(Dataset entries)

* * * *

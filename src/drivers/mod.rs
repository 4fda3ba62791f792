//! Concrete filesystem drivers plugging into [`crate::driver::FsDriver`].

#[cfg(feature = "ext2")]
pub mod ext2;
#[cfg(feature = "reiserfs")]
pub mod reiserfs;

* * * *

▶ [INSTRUCTIONS TO FOLLOW]
From the first line to the last, repeat the records exactly.

▶ [SOLUTION TO THE PROBLEM]
filename src/drivers/mod.rs
repository 4fda3ba62791f792
//! Concrete filesystem drivers plugging into [`crate::driver::FsDriver`].

#[cfg(feature = "ext2")]
pub mod ext2;
#[cfg(feature = "reiserfs")]
pub mod reiserfs;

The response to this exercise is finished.